Proxmox VE 8.2 released!

Same issue with a Dell PowerEdge R730xd equipped with the Intel/Dell x710 4 port interface card. I am posting this so others with this Dell network card will not be surprised like I was when all the interfaces disappeared.

And yes, this absolutely needs to be mentioned in the release notes.
Yep, happened to me just now, too, with an Intel X710-T2L card. I was confused why it didn't come back up until I logged into the console and saw that the uptime was only a few minutes.

Updating the interface names in /etc/network/interfaces (including in the bridge definitions) got me back up and running, but it would have been nice to know ahead of time that I'd need to do that.
 
any special way to do this or just something like

Code:
SUBSYSTEM=="net", ACTION=="add", DRIVERS=="?*", ATTR{address}=="01:23:45:67:89:ab", ATTR{type}=="1", KERNEL=="eth*", NAME="eth0"

in
Code:
/etc/udev/rules.d/70-persistent-net.rules
## Interface Naming Fix

Code:
cp /usr/lib/systemd/network/99-default.link /etc/systemd/network/99-default.link
sed -i 's/NamePolicy=keep kernel database onboard slot path/NamePolicy=path/' /etc/systemd/network/99-default.link
update-initramfs -u

this will change the udev naming to "path" based Policy which means: unless you dont change your network cards pci-location wise, they will always have the same names.

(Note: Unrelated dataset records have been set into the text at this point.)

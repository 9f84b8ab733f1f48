use std::fmt;

use infra_forge_core::{Diagnostic, DiagnosticKind, LexicalErrorKind, LineIndex, Severity, Span};

/// Errors found while lexing or parsing DSL source.
///
/// The parser never stops at one of these. Each is recorded and turned into a
/// [`Diagnostic`] on the resulting program.
#[derive(Debug, Clone, PartialEq, Eq)]
#[non_exhaustive]
pub enum DslError {
    /// The lexer could not match a token at this position.
    InvalidToken { kind: LexicalErrorKind, span: Span },

    /// The parser encountered an unexpected token.
    UnexpectedToken {
        expected: String,
        found: String,
        span: Span,
    },

    /// The parser reached the end of input when more tokens were expected.
    UnexpectedEndOfInput { expected: String, span: Span },

    /// An integer literal does not fit in 64 bits.
    InvalidIntegerLiteral { text: String, span: Span },

    /// A backslash escape other than `\'`, `\\`, `\n`, `\r`, `\t` or `\$`.
    InvalidEscape { sequence: String, span: Span },

    /// An interpolation hole `${}` with nothing inside.
    EmptyInterpolation { span: Span },

    /// The same key appears twice in one object literal.
    DuplicatePropertyKey { key: String, span: Span },

    /// A `,` directly before the closing `)` of an argument list.
    TrailingComma { span: Span },

    /// A reserved word used where a declaration name is required.
    KeywordAsName { keyword: String, span: Span },

    /// A resource type header that is not a plain string.
    InterpolatedResourceType { span: Span },

    /// Expressions nested deeper than the parser accepts.
    NestingTooDeep { limit: usize, span: Span },
}

impl DslError {
    pub fn span(&self) -> Span {
        match self {
            Self::InvalidToken { span, .. }
            | Self::UnexpectedToken { span, .. }
            | Self::UnexpectedEndOfInput { span, .. }
            | Self::InvalidIntegerLiteral { span, .. }
            | Self::InvalidEscape { span, .. }
            | Self::EmptyInterpolation { span }
            | Self::DuplicatePropertyKey { span, .. }
            | Self::TrailingComma { span }
            | Self::KeywordAsName { span, .. }
            | Self::InterpolatedResourceType { span }
            | Self::NestingTooDeep { span, .. } => *span,
        }
    }

    pub fn kind(&self) -> DiagnosticKind {
        match self {
            Self::InvalidToken { .. } | Self::InvalidEscape { .. } => DiagnosticKind::Lexical,
            _ => DiagnosticKind::Syntax,
        }
    }

    /// Shifts the span of an error found in a sub-range of the source.
    pub(crate) fn shifted(mut self, offset: usize) -> Self {
        let span = match &mut self {
            Self::InvalidToken { span, .. }
            | Self::UnexpectedToken { span, .. }
            | Self::UnexpectedEndOfInput { span, .. }
            | Self::InvalidIntegerLiteral { span, .. }
            | Self::InvalidEscape { span, .. }
            | Self::EmptyInterpolation { span }
            | Self::DuplicatePropertyKey { span, .. }
            | Self::TrailingComma { span }
            | Self::KeywordAsName { span, .. }
            | Self::InterpolatedResourceType { span }
            | Self::NestingTooDeep { span, .. } => span,
        };
        *span = span.shifted(offset);
        self
    }

    pub fn to_diagnostic(&self, index: &LineIndex) -> Diagnostic {
        Diagnostic::new(Severity::Error, self.kind(), self.to_string(), self.span(), index)
    }
}

impl fmt::Display for DslError {
    fn fmt(&self, f: &mut fmt::Formatter<'_>) -> fmt::Result {
        match self {
            Self::InvalidToken { kind, .. } => write!(f, "{kind}"),
            Self::UnexpectedToken {
                expected, found, ..
            } => write!(f, "expected {expected}, found {found}"),
            Self::UnexpectedEndOfInput { expected, .. } => {
                write!(f, "unexpected end of input: expected {expected}")
            }
            Self::InvalidIntegerLiteral { text, .. } => {
                write!(f, "invalid integer literal '{text}': value does not fit in 64 bits")
            }
            Self::InvalidEscape { sequence, .. } => {
                write!(
                    f,
                    "invalid escape sequence '{sequence}'; expected one of \\' \\\\ \\n \\r \\t \\$"
                )
            }
            Self::EmptyInterpolation { .. } => {
                write!(f, "empty interpolation; expected an expression inside '${{}}'")
            }
            Self::DuplicatePropertyKey { key, .. } => {
                write!(f, "duplicate property '{key}' in object literal")
            }
            Self::TrailingComma { .. } => write!(f, "trailing ',' in argument list"),
            Self::KeywordAsName { keyword, .. } => {
                write!(f, "'{keyword}' is a reserved word and cannot be used as a name")
            }
            Self::InterpolatedResourceType { .. } => {
                write!(f, "resource type must be a plain string without interpolation")
            }
            Self::NestingTooDeep { limit, .. } => {
                write!(f, "expression nesting exceeds {limit} levels")
            }
        }
    }
}

impl std::error::Error for DslError {}

#[cfg(test)]
mod tests {
    use super::*;

    #[test]
    fn error_display_unexpected_token() {
        let err = DslError::UnexpectedToken {
            expected: "'='".into(),
            found: "'}'".into(),
            span: Span::new(5, 6),
        };
        let msg = err.to_string();
        assert!(msg.contains("expected '='"));
        assert!(msg.contains("found '}'"));
    }

    #[test]
    fn error_display_invalid_escape() {
        let err = DslError::InvalidEscape {
            sequence: "\\q".into(),
            span: Span::new(0, 2),
        };
        assert!(err.to_string().contains("'\\q'"));
    }

    #[test]
    fn lexical_and_syntax_kinds() {
        let lexical = DslError::InvalidToken {
            kind: LexicalErrorKind::UnrecognizedCharacter,
            span: Span::new(0, 1),
        };
        assert_eq!(lexical.kind(), DiagnosticKind::Lexical);
        let syntax = DslError::TrailingComma {
            span: Span::new(0, 1),
        };
        assert_eq!(syntax.kind(), DiagnosticKind::Syntax);
    }

    #[test]
    fn to_diagnostic_resolves_position() {
        let index = LineIndex::new("variable a = 1\nvariable = 2");
        let err = DslError::UnexpectedToken {
            expected: "identifier".into(),
            found: "'='".into(),
            span: Span::new(24, 25),
        };
        let diag = err.to_diagnostic(&index);
        assert_eq!((diag.line, diag.column), (2, 10));
        assert!(diag.is_error());
        assert_eq!(diag.kind, Some(DiagnosticKind::Syntax));
    }

    #[test]
    fn shifted_moves_span() {
        let err = DslError::EmptyInterpolation {
            span: Span::new(1, 3),
        };
        assert_eq!(err.shifted(10).span(), Span::new(11, 13));
    }

    #[test]
    fn error_is_std_error() {
        let err: Box<dyn std::error::Error> = Box::new(DslError::TrailingComma {
            span: Span::new(0, 1),
        });
        assert!(err.to_string().contains("trailing"));
    }
}
use std::fmt;

/// The value types the binder reasons about.
#[derive(Debug, Clone, Copy, PartialEq, Eq, Hash)]
pub enum TypeKind {
    String,
    Int,
    Bool,
    Object,
    Array,
    Null,
    /// Statically unknown; compatible with everything.
    Any,
    /// The type of an expression that failed to bind.
    Error,
}

impl TypeKind {
    /// Whether a value of this type may be used where `target` is expected.
    pub fn is_assignable_to(self, target: TypeKind) -> bool {
        match (self, target) {
            (Self::Any | Self::Error | Self::Null, _) | (_, Self::Any | Self::Error) => true,
            (a, b) => a == b,
        }
    }

    /// Whether the type is concrete enough to be emitted as a declared type.
    pub fn is_known(self) -> bool {
        !matches!(self, Self::Any | Self::Error | Self::Null)
    }
}

impl fmt::Display for TypeKind {
    fn fmt(&self, f: &mut fmt::Formatter<'_>) -> fmt::Result {
        let name = match self {
            Self::String => "string",
            Self::Int => "int",
            Self::Bool => "bool",
            Self::Object => "object",
            Self::Array => "array",
            Self::Null => "null",
            Self::Any => "any",
            Self::Error => "error",
        };
        f.write_str(name)
    }
}

/// A type that may be written in a parameter or output annotation.
#[derive(Debug, Clone, Copy, PartialEq, Eq, Hash)]
pub enum DeclaredType {
    String,
    SecureString,
    Int,
    Bool,
    Object,
    SecureObject,
    Array,
}

impl DeclaredType {
    pub const ALL: [DeclaredType; 7] = [
        Self::String,
        Self::SecureString,
        Self::Int,
        Self::Bool,
        Self::Object,
        Self::SecureObject,
        Self::Array,
    ];

    /// Resolves a DSL type annotation. Names are case-sensitive.
    pub fn from_dsl_name(name: &str) -> Option<Self> {
        Self::ALL.into_iter().find(|t| t.dsl_name() == name)
    }

    /// Resolves a target-format type name. Names are case-insensitive.
    pub fn from_template_name(name: &str) -> Option<Self> {
        Self::ALL
            .into_iter()
            .find(|t| t.template_name().eq_ignore_ascii_case(name))
    }

    pub fn dsl_name(self) -> &'static str {
        match self {
            Self::String => "string",
            Self::SecureString => "secureString",
            Self::Int => "int",
            Self::Bool => "bool",
            Self::Object => "object",
            Self::SecureObject => "secureObject",
            Self::Array => "array",
        }
    }

    pub fn template_name(self) -> &'static str {
        match self {
            Self::String => "string",
            Self::SecureString => "securestring",
            Self::Int => "int",
            Self::Bool => "bool",
            Self::Object => "object",
            Self::SecureObject => "secureObject",
            Self::Array => "array",
        }
    }

    pub fn kind(self) -> TypeKind {
        match self {
            Self::String | Self::SecureString => TypeKind::String,
            Self::Int => TypeKind::Int,
            Self::Bool => TypeKind::Bool,
            Self::Object | Self::SecureObject => TypeKind::Object,
            Self::Array => TypeKind::Array,
        }
    }

    /// The non-secure declared type for an inferred kind, if there is one.
    pub fn from_kind(kind: TypeKind) -> Option<Self> {
        match kind {
            TypeKind::String => Some(Self::String),
            TypeKind::Int => Some(Self::Int),
            TypeKind::Bool => Some(Self::Bool),
            TypeKind::Object => Some(Self::Object),
            TypeKind::Array => Some(Self::Array),
            TypeKind::Null | TypeKind::Any | TypeKind::Error => None,
        }
    }

    /// Comma-separated list of valid DSL names, for diagnostics.
    pub fn dsl_names() -> String {
        Self::ALL
            .iter()
            .map(|t| format!("'{}'", t.dsl_name()))
            .collect::<Vec<_>>()
            .join(", ")
    }
}

impl fmt::Display for DeclaredType {
    fn fmt(&self, f: &mut fmt::Formatter<'_>) -> fmt::Result {
        f.write_str(self.dsl_name())
    }
}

Edit: This will likely change all your naming once again, but then never again as long as you have this configured ;-)
 
Last edited:
  • Like
Reactions: guletz
Hi,

I had 2 crash in 24h with kernel 6.8 on 2 differents servers (same generation, same hardware):
no kernel panic, server freeezed
edit : difference , crashing servers have ceph osd running with crypted osd. They other servers don't have any osd or storage for vm.


Code:
server:

System Information
        Manufacturer: Lenovo
        Product Name: ThinkSystem SR645
        Version: 05

cpu:

model name    : AMD EPYC 7413 24-Core Processor
stepping    : 1
microcode    : 0xa0011d3



The kernel 6.8 is working fine since 2 weeks on other model, almost similar, but different epyc cpu

Code:
System Information
        Manufacturer: Lenovo
        Product Name: ThinkSystem SR645
        Version: 06

model name    : AMD EPYC 7543 32-Core Processor
stepping    : 1
microcode    : 0xa0011d1

Edit:

Got a 1 crash log:


1714039900334.png
 
Last edited:
  • Like
Reactions: Der Harry
Hi,

I had 2 crash in 24h with kernel 6.8 on 2 differents servers (same generation, same hardware):
no kernel panic, server freeezed


Code:
server:

System Information
        Manufacturer: Lenovo
        Product Name: ThinkSystem SR645
        Version: 05

cpu:

model name    : AMD EPYC 7413 24-Core Processor
stepping    : 1
microcode    : 0xa0011d3



The kernel 6.8 is working fine since 2 weeks on other model, almost similar, but different epyc cpu

Code:
System Information
        Manufacturer: Lenovo
        Product Name: ThinkSystem SR645
        Version: 06

model name    : AMD EPYC 7543 32-Core Processor
stepping    : 1
microcode    : 0xa0011d1
Everythings working fine on:

  • AMD EPYC 7282 (Supermicro) ZFS
  • Intel(R) Core(TM) i3-4170 (Supermicro) ZFS
  • Intel(R) Xeon(R) CPU E3-1246 v3 (Supermicro) ZFS
  • Intel(R) Celeron(R) CPU J345 (Intel NUC) LVM-Thin
On all Devices also no real errors in dmesg.
 
Last edited:
Had to pin the 6.5 kernel too because the r8168-module is not patched for 6.8. (yet?).
Without the module my Dell Wyse 5070 NIC is not working anymore.
 
Had to pin the 6.5 kernel too because the r8168-module is not patched for 6.8. (yet?).
Without the module my Dell Wyse 5070 NIC is not working anymore.
are you sure you can't just use the in-tree r8169 driver?
 
  • Like
Reactions: gseeley
Did someone already test if Connectx-3 and SAS2008 are working with the 6.8 kernel? Those are running fine here with 6.5 kernel, but I've seen several threads about those not fully working with PVE8.0/8.1.
 
are you sure you can't just use the in-tree r8169 driver?
I was used to using dkms-r8168, because with r8169 my NIC was no longer accessible after some time (hours..days) since PVE 8.0. Usually the r8168 module was recompiled with every kernel update, but not with 6.8.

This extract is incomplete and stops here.